Aim of the task:
Count the lines of the records below that hold the word "Float", and give only the number.

[Stored data]
Content starts

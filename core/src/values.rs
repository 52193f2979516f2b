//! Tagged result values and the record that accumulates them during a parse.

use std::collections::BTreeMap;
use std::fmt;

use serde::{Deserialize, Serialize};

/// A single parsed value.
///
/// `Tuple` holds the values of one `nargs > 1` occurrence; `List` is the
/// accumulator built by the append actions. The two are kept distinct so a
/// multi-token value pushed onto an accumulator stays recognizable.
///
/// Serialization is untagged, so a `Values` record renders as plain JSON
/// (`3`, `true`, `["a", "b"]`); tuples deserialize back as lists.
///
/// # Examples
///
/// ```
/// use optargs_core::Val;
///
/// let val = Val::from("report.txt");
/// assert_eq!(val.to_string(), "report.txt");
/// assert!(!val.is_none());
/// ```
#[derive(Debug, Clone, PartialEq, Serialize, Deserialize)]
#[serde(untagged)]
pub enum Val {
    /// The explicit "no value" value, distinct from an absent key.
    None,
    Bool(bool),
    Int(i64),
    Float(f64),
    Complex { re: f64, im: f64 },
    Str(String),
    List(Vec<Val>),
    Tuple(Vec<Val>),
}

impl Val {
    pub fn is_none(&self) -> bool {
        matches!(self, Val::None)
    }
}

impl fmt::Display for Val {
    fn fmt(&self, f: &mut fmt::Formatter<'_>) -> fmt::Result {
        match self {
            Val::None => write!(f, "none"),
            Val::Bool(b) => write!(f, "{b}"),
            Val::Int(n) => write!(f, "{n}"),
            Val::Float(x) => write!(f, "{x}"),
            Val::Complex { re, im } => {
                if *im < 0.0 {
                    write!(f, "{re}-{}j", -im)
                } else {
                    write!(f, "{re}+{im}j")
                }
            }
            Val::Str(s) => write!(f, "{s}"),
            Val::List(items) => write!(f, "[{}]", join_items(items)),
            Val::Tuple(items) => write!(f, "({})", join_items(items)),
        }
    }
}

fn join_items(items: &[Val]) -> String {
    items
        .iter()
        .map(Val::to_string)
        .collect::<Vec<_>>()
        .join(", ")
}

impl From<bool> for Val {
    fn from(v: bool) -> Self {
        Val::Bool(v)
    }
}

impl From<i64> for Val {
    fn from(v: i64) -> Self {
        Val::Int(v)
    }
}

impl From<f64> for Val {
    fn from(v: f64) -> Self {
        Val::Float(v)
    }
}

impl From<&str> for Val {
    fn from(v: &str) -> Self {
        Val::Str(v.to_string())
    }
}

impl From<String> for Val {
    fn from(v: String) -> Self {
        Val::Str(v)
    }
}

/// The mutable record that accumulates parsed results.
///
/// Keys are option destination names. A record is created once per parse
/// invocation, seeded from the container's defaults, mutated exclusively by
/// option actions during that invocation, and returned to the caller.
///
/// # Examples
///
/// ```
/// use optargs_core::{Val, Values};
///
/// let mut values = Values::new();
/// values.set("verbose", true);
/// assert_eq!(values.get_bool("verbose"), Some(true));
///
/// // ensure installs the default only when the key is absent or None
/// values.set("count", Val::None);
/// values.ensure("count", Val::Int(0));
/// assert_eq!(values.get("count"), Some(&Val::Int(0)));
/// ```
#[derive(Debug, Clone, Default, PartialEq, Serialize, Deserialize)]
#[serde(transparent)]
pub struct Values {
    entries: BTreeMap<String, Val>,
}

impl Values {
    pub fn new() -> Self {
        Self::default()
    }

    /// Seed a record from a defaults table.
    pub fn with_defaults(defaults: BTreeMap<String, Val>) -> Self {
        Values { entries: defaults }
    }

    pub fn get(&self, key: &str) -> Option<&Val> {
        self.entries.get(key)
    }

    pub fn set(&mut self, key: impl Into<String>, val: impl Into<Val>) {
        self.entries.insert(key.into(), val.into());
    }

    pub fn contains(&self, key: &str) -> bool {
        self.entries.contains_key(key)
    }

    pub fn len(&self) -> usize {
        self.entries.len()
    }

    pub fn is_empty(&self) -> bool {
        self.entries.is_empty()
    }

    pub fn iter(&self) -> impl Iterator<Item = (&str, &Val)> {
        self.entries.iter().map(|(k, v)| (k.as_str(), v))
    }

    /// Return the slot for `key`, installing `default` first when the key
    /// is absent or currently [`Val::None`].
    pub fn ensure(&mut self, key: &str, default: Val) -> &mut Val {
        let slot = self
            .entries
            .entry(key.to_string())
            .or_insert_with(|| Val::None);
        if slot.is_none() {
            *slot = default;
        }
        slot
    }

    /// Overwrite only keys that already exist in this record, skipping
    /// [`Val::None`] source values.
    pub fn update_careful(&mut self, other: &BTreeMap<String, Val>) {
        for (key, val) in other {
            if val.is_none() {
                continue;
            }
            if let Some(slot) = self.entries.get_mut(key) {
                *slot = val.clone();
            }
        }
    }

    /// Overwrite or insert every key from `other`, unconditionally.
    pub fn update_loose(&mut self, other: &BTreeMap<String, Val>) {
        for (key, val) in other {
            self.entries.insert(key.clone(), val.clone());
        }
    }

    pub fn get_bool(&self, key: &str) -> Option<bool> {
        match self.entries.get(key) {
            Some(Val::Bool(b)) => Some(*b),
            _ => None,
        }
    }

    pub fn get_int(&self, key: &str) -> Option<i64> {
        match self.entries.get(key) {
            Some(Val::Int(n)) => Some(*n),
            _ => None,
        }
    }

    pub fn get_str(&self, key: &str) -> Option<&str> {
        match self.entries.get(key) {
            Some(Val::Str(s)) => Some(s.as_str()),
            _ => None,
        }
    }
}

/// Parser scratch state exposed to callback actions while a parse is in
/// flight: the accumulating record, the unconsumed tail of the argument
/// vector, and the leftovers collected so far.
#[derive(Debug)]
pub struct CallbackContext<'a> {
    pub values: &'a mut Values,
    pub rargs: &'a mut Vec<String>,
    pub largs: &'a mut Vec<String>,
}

Content ends

Written response:
3